Das Tourneetheater „theaterspiel“ aus Witten brachte unter der Regie von Achim Conrad ein turbulentes Stück auf die Bühne des Forums der Anne-Frank-Gesamtschule. „der*neue“, ein Jugenddrama von Beate Albrecht, thematisiert Mobbing, Ausgrenzung und Mitläufertum, also Probleme, die viele Schülerinnen und Schüler zumindest mittelbar kennen. Unterstützt vom Regionalen Bildungsbüro, spielte das Ensemble für Havixbecker Schülerinnen und Schüler der Jahrgänge 6, 7 und 8. Dass es dabei nicht nur ernst, sondern mitunter auch unterhaltsam zuging, dafür sorgten akrobatische Tricks und Beatbox-Einlagen der Schauspieler, deren jugendliches Auftreten Kinder und Jugendliche anspricht. Nach der Aufführung kamen sie daher leicht miteinander ins Gespräch, denn die Kompagnie verfolgt einen pädagogischen Auftrag: Mit ihrem Theater setzt sie sich für Toleranz und Gerechtigkeit ein, Alltagsrassismus ist ein großes Thema. Die Kinder und Jugendlichen griffen das Thema dankbar auf. Dabei ging es auch um persönliche Erfahrungen.

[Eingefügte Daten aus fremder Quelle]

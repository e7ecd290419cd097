//! Background directory load.

use std::sync::Arc;
use std::thread::{self, JoinHandle};

use sitesearch_core::source::{load, RecordSource};
use sitesearch_core::{RecordStore, SharedSnapshot};

/// Load records from `source` on a worker thread and install them into
/// `shared` once. Queries keep using the current snapshot until then.
pub fn spawn_load<S>(shared: Arc<SharedSnapshot>, source: S) -> std::io::Result<JoinHandle<()>>
where
    S: RecordSource + Send + 'static,
{
    thread::Builder::new()
        .name("sitesearch-load".to_string())
        .spawn(move || load_into(&shared, &source))
}

/// Load synchronously and install.
pub fn load_into<S: RecordSource + ?Sized>(shared: &SharedSnapshot, source: &S) {
    shared.install(RecordStore::from_sanitized(load(source)));
}
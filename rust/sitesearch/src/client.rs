//! Record sources backed by HTTP and the local filesystem.

use std::path::{Path, PathBuf};
use std::time::Duration;

use log::debug;
use reqwest::blocking::Client;
use reqwest::header::{HeaderMap, HeaderValue, ACCEPT, CACHE_CONTROL};
use serde_json::Value;
use sitesearch_core::source::RecordSource;

use crate::error::SourceError;

/// Whole-request timeout for the directory fetch.
const REQUEST_TIMEOUT: Duration = Duration::from_secs(10);

/// Connect timeout for the directory fetch.
const CONNECT_TIMEOUT: Duration = Duration::from_secs(5);

/// Fetches the record directory with a single HTTP GET.
pub struct HttpSource {
    client: Client,
    url: String,
}

impl HttpSource {
    pub fn new(url: &str) -> Result<Self, SourceError> {
        let client = Client::builder()
            .timeout(REQUEST_TIMEOUT)
            .connect_timeout(CONNECT_TIMEOUT)
            .build()?;

        Ok(Self {
            client,
            url: url.to_string(),
        })
    }

    fn headers() -> HeaderMap {
        let mut headers = HeaderMap::new();
        headers.insert(ACCEPT, HeaderValue::from_static("application/json"));
        headers.insert(CACHE_CONTROL, HeaderValue::from_static("no-cache"));
        headers
    }

    /// Map HTTP status code to SourceError.
    fn status_to_error(status: reqwest::StatusCode, body: String) -> SourceError {
        match status.as_u16() {
            404 => SourceError::NotFound(body),
            code => SourceError::ServerError {
                status: code,
                message: body,
            },
        }
    }

    /// Classify transport failures the way callers care about them.
    fn transport_error(&self, e: reqwest::Error) -> SourceError {
        if e.is_timeout() {
            SourceError::Timeout {
                duration: REQUEST_TIMEOUT,
                source: e,
            }
        } else if e.is_connect() {
            SourceError::ConnectionRefused(self.url.clone())
        } else {
            SourceError::Http(e)
        }
    }
}

impl RecordSource for HttpSource {
    type Error = SourceError;

    fn fetch(&self) -> Result<Value, SourceError> {
        debug!("GET {}", self.url);

        let resp = self
            .client
            .get(&self.url)
            .headers(Self::headers())
            .send()
            .map_err(|e| self.transport_error(e))?;

        if !resp.status().is_success() {
            let status = resp.status();
            let text = resp.text().unwrap_or_default();
            return Err(Self::status_to_error(status, text));
        }

        let body = resp.text().map_err(|e| self.transport_error(e))?;
        Ok(serde_json::from_str(&body)?)
    }

    fn describe(&self) -> String {
        self.url.clone()
    }
}

/// Reads the record directory from a JSON file.
pub struct FileSource {
    path: PathBuf,
}

impl FileSource {
    pub fn new(path: impl AsRef<Path>) -> Self {
        Self {
            path: path.as_ref().to_path_buf(),
        }
    }
}

impl RecordSource for FileSource {
    type Error = SourceError;

    fn fetch(&self) -> Result<Value, SourceError> {
        debug!("reading {}", self.path.display());
        let text = std::fs::read_to_string(&self.path).map_err(|source| SourceError::Io {
            path: self.path.clone(),
            source,
        })?;
        Ok(serde_json::from_str(&text)?)
    }

    fn describe(&self) -> String {
        self.path.display().to_string()
    }
}

/// Either source, picked from a location string.
pub enum DataSource {
    Http(HttpSource),
    File(FileSource),
}

impl DataSource {
    /// `http://` / `https://` locations use HTTP; anything else is a path.
    pub fn from_location(location: &str) -> Result<Self, SourceError> {
        let lower = location.to_ascii_lowercase();
        if lower.starts_with("http://") || lower.starts_with("https://") {
            Ok(Self::Http(HttpSource::new(location)?))
        } else {
            Ok(Self::File(FileSource::new(location)))
        }
    }
}

impl RecordSource for DataSource {
    type Error = SourceError;

    fn fetch(&self) -> Result<Value, SourceError> {
        match self {
            Self::Http(source) => source.fetch(),
            Self::File(source) => source.fetch(),
        }
    }

    fn describe(&self) -> String {
        match self {
            Self::Http(source) => source.describe(),
            Self::File(source) => source.describe(),
        }
    }
}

„Mobbing gibt es auch an unserer Schule immer wieder“, sagt Sebastian Arnsmann, Schulsozialarbeiter der Gesamtschule. „Wenn dies in einem Theaterstück thematisiert wird, merken Kinder und Jugendliche, dass sie mit solchen Situationen nicht allein sind. Sie werden sich ihrer eigenen Grenzen und der anderer bewusst.“
Mit Unterstützung ihrer Lehrkräfte wollen sich die Kinder nun im Alltag gegenseitig daran erinnern, friedlich miteinander umzugehen und Unterschiede zu akzeptieren. „Damit ist schon viel gewonnen“, meint Arnsmann.
Foto1: Schülerinnen und Schüler werden durch Fragen der Darsteller mit in des Theatergeschehen eingebunden.